Con apenas 14 años, Gaspar Corces Tejedor encontró en la programación una forma de transformar una situación cotidiana en una herramienta concreta. Así nació Mercurio, una aplicación orientada a la gestión financiera de pequeños emprendimientos, comerciantes y artesanos.
La idea surgió a partir de observar las dificultades que tenía una vecina para llevar el control de sus productos, precios y ventas. Situaciones como no saber exactamente cuánto cobrar por un producto o cuánto se había ganado terminaron convirtiéndose en el punto de partida para desarrollar una solución.
Mercurio permite cargar productos y registrar ventas para obtener información y resúmenes que ayuden a los emprendedores a organizar mejor sus finanzas.
Aprender programación sobre la marcha
Gaspar contó que siempre tuvo interés por la tecnología, pero que Mercurio fue el primer proyecto de esta magnitud que desarrolló.
Para hacerlo, aprendió herramientas como HTML, CSS y JavaScript, principalmente de manera autodidacta, recurriendo a videos y recursos disponibles en internet.
En el proceso también incorporó la inteligencia artificial como una herramienta de apoyo, sobretodo en la primera parte de elaboración. Según explicó, utilizó inicialmente ChatGPT, aunque luego comenzó a experimentar con agentes de programación y otras alternativas que le permitieran trabajar de una manera más eficiente.
«Cuando arranqué con Mercurio usaba ChatGPT, pero despues empieza a equivocarse, copias y pegas y comienza a borrar cosas, quita funciones. Entonces me pasé para el lado de los agentes, primero usaba YouTube Copilot, que es una extensión de Visual Studio Code para programar, pero como se le acaba el límite gratuito me pasé a OpenCode, que también es una completamente gratis y es la que uso hasta hoy en día», afirmó.
¿Qué se puede hacer con Mercurio?
La aplicación está pensada principalmente para emprendimientos pequeños. Los usuarios pueden registrarse con una cuenta de Google, cargar sus productos y registrar las ventas. A partir de esos datos, Mercurio genera información y resúmenes que permiten tener un mayor control sobre el movimiento del emprendimiento.
Uno de los objetivos principales de Gaspar fue que la aplicación fuera lo más sencilla e intuitiva posible, para que pudiera ser utilizada incluso por personas que no tienen conocimientos avanzados de tecnología.
Actualmente, Mercurio se encuentra en una etapa de prueba. Gaspar recibe los comentarios de los usuarios para detectar errores, realizar correcciones y seguir mejorando la aplicación.
El origen del nombre Mercurio
El nombre de la aplicación no fue elegido al azar, ya que Gaspar explicó que Mercurio era el dios romano relacionado con el comercio. En la mitología griega, su equivalente es Hermes.

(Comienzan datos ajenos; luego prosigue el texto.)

//! Transaction display formatting
//!
//! Register-style table for `show_transactions`, followed by the filtered
//! totals.

use tabled::settings::Style;
use tabled::{Table, Tabled};

use crate::models::{Money, Transaction, TransactionType};

#[derive(Tabled)]
struct TransactionRow {
    #[tabled(rename = "Date")]
    date: String,
    #[tabled(rename = "Type")]
    kind: String,
    #[tabled(rename = "Category")]
    category: String,
    #[tabled(rename = "Amount")]
    amount: String,
    #[tabled(rename = "Description")]
    description: String,
}

impl TransactionRow {
    fn new(txn: &Transaction, date_format: &str) -> Self {
        Self {
            date: txn.date().format(date_format).to_string(),
            kind: txn.kind().to_string(),
            category: txn.category().name().to_string(),
            amount: txn.amount().to_string(),
            description: txn.description().unwrap_or("").to_string(),
        }
    }
}

/// Format transactions as a table, in the given order
pub fn format_transaction_table(transactions: &[&Transaction], date_format: &str) -> String {
    if transactions.is_empty() {
        return "No transactions found matching the criteria.".to_string();
    }

    let rows: Vec<_> = transactions
        .iter()
        .map(|txn| TransactionRow::new(txn, date_format))
        .collect();

    Table::new(rows).with(Style::psql()).to_string()
}

/// Count and totals line block shown under a filtered listing
///
/// Only the totals relevant to `kind` are shown; `None` shows both.
pub fn format_filtered_totals(transactions: &[&Transaction], kind: Option<TransactionType>) -> String {
    let income: Money = transactions
        .iter()
        .filter(|t| t.is_income())
        .map(|t| t.amount())
        .sum();
    let expense: Money = transactions
        .iter()
        .filter(|t| t.is_expense())
        .map(|t| t.amount())
        .sum();

    let mut output = format!("Total: {} transaction(s)\n", transactions.len());
    if kind != Some(TransactionType::Expense) {
        output.push_str(&format!("Total income (filtered): {}\n", income));
    }
    if kind != Some(TransactionType::Income) {
        output.push_str(&format!("Total expense (filtered): {}\n", expense));
    }
    output
}

#[cfg(test)]
mod tests {
    use super::*;
    use crate::models::Category;
    use chrono::NaiveDate;

    fn txn(kind: TransactionType, amount: i64, category: &str) -> Transaction {
        Transaction::new(
            kind,
            Money::from_parts(amount, 0),
            Category::new(category).unwrap(),
            Some("note".to_string()),
            NaiveDate::from_ymd_opt(2025, 3, 4)
                .unwrap()
                .and_hms_opt(9, 0, 0)
                .unwrap(),
        )
        .unwrap()
    }

    #[test]
    fn test_empty_table() {
        let output = format_transaction_table(&[], "%Y-%m-%d");
        assert!(output.contains("No transactions found"));
    }

    #[test]
    fn test_table_contents() {
        let a = txn(TransactionType::Income, 5000, "Salary");
        let b = txn(TransactionType::Expense, 200, "Food");

        let output = format_transaction_table(&[&a, &b], "%d.%m.%Y");
        assert!(output.contains("Category"));
        assert!(output.contains("04.03.2025"));
        assert!(output.contains("INCOME"));
        assert!(output.contains("Salary"));
        assert!(output.contains("EXPENSE"));
        assert!(output.contains("note"));
    }

    #[test]
    fn test_filtered_totals() {
        let a = txn(TransactionType::Income, 5000, "Salary");
        let b = txn(TransactionType::Expense, 200, "Food");
        let c = txn(TransactionType::Expense, 50, "Food");
        let all = [&a, &b, &c];

        let both = format_filtered_totals(&all, None);
        assert!(both.contains("Total: 3 transaction(s)"));
        assert!(both.contains("Total income (filtered): 5000"));
        assert!(both.contains("Total expense (filtered): 250"));

        let expenses_only = format_filtered_totals(&all[1..], Some(TransactionType::Expense));
        assert!(!expenses_only.contains("income"));
        assert!(expenses_only.contains("Total expense (filtered): 250"));
    }
}
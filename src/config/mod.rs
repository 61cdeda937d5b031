//! Configuration module
//!
//! - Data directory resolution
//! - User settings persistence

pub mod paths;
pub mod settings;

pub use paths::FinancePaths;
pub use settings::Settings;
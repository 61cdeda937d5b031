//! Custom error types for the finance manager
//!
//! This module defines the error hierarchy for the application using thiserror
//! for ergonomic error definitions.

use thiserror::Error;

/// The main error type for finance manager operations
#[derive(Error, Debug)]
pub enum FinanceError {
    /// Blank required field, malformed number or date
    #[error("Invalid input: {0}")]
    InvalidInput(String),

    /// Zero or negative amount where a positive one is required
    #[error("Invalid amount: {0}")]
    InvalidAmount(String),

    /// Duplicate entity errors (existing login, rename onto another category)
    #[error("{entity_type} already exists: {identifier}")]
    DuplicateName {
        entity_type: &'static str,
        identifier: String,
    },

    /// Budget requested for a category that only ever received income
    #[error("Illegal category: {0}")]
    IllegalCategory(String),

    /// Exact budget lookup found nothing
    #[error("Budget is not set for category: {0}")]
    NoBudgetSet(String),

    /// Transaction handle outside the wallet's log. Indicates a programming error.
    #[error("Transaction index {index} out of range (log has {len} entries)")]
    IndexOutOfRange { index: usize, len: usize },

    /// Unknown login or wrong password
    #[error("Invalid login or password")]
    InvalidCredentials,

    /// Configuration-related errors
    #[error("Configuration error: {0}")]
    Config(String),

    /// File I/O errors
    #[error("I/O error: {0}")]
    Io(String),

    /// JSON serialization/deserialization errors
    #[error("JSON error: {0}")]
    Json(String),

    /// Storage errors
    #[error("Storage error: {0}")]
    Storage(String),

    /// Import errors
    #[error("Import error: {0}")]
    Import(String),

    /// Export errors
    #[error("Export error: {0}")]
    Export(String),
}

impl FinanceError {
    /// Create a duplicate error for categories
    pub fn duplicate_category(identifier: impl Into<String>) -> Self {
        Self::DuplicateName {
            entity_type: "Category",
            identifier: identifier.into(),
        }
    }

    /// Create a duplicate error for users
    pub fn duplicate_user(identifier: impl Into<String>) -> Self {
        Self::DuplicateName {
            entity_type: "User",
            identifier: identifier.into(),
        }
    }

    /// Check if this is a validation-style error
    pub fn is_validation(&self) -> bool {
        matches!(self, Self::InvalidInput(_) | Self::InvalidAmount(_))
    }

    /// Whether the error should be shown to the user as an ordinary failure.
    ///
    /// `IndexOutOfRange` is an internal invariant violation and is not.
    pub fn is_user_facing(&self) -> bool {
        !matches!(self, Self::IndexOutOfRange { .. })
    }
}

impl From<std::io::Error> for FinanceError {
    fn from(err: std::io::Error) -> Self {
        Self::Io(err.to_string())
    }
}

impl From<serde_json::Error> for FinanceError {
    fn from(err: serde_json::Error) -> Self {
        Self::Json(err.to_string())
    }
}

/// Result type alias for finance manager operations
pub type FinanceResult<T> = Result<T, FinanceError>;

Incluso el primer logo de la aplicación estaba inspirado en el caduceo, aunque decidió cambiarlo posteriormente porque podía confundirse con el símbolo utilizado habitualmente por las farmacias.
Programar en sus momentos de ocio
Mientras cursa segundo año de secundaria, Gaspar combina sus estudios con varias horas al frente de su computadora.
Tiene su equipo en su habitación y aprovecha buena parte de su tiempo libre para desarrollar proyectos. Incluso reconoció, entre risas, que en ocasiones se entusiasma tanto programando que termina olvidándose de hacer las tareas del colegio.
Además de Mercurio, ya trabaja en nuevas ideas. Una de ellas consiste en desarrollar un editor de código similar a herramientas como Visual Studio Code o Cursor, pero con una propuesta un poco diferente: utilizar una red P2P para que cada usuario pueda tener su propio repositorio. Aunque el proyecto todavía no fue lanzado.
Una aplicación que ya empieza a sumar usuarios
Luego de una entrevista anterior realizada por otro medio, Gaspar comenzó a notar un incremento en las personas que ingresaban a Mercurio.
La aplicación puede utilizarse desde celulares y computadoras. Para acceder, los usuarios deben ingresar a la página de Mercurio, registrarse gratuitamente y seguir las instrucciones para crear un acceso directo en la pantalla de inicio del teléfono.
El enlace se puede encontrar en el perfil de Instagram de Mercurio.
Un proyecto de seis meses
Gaspar reconoce que su aplicación le demandó seis meses de trabajo, en los que se encontró con algunos problemas como el encontrar un servidor que le permita subirlo a Internet.
«Para la creación estuve como seis meses. Lo más difícil fue el hosting, encontrar un servidor que me la pueda subir a internet», manifestó.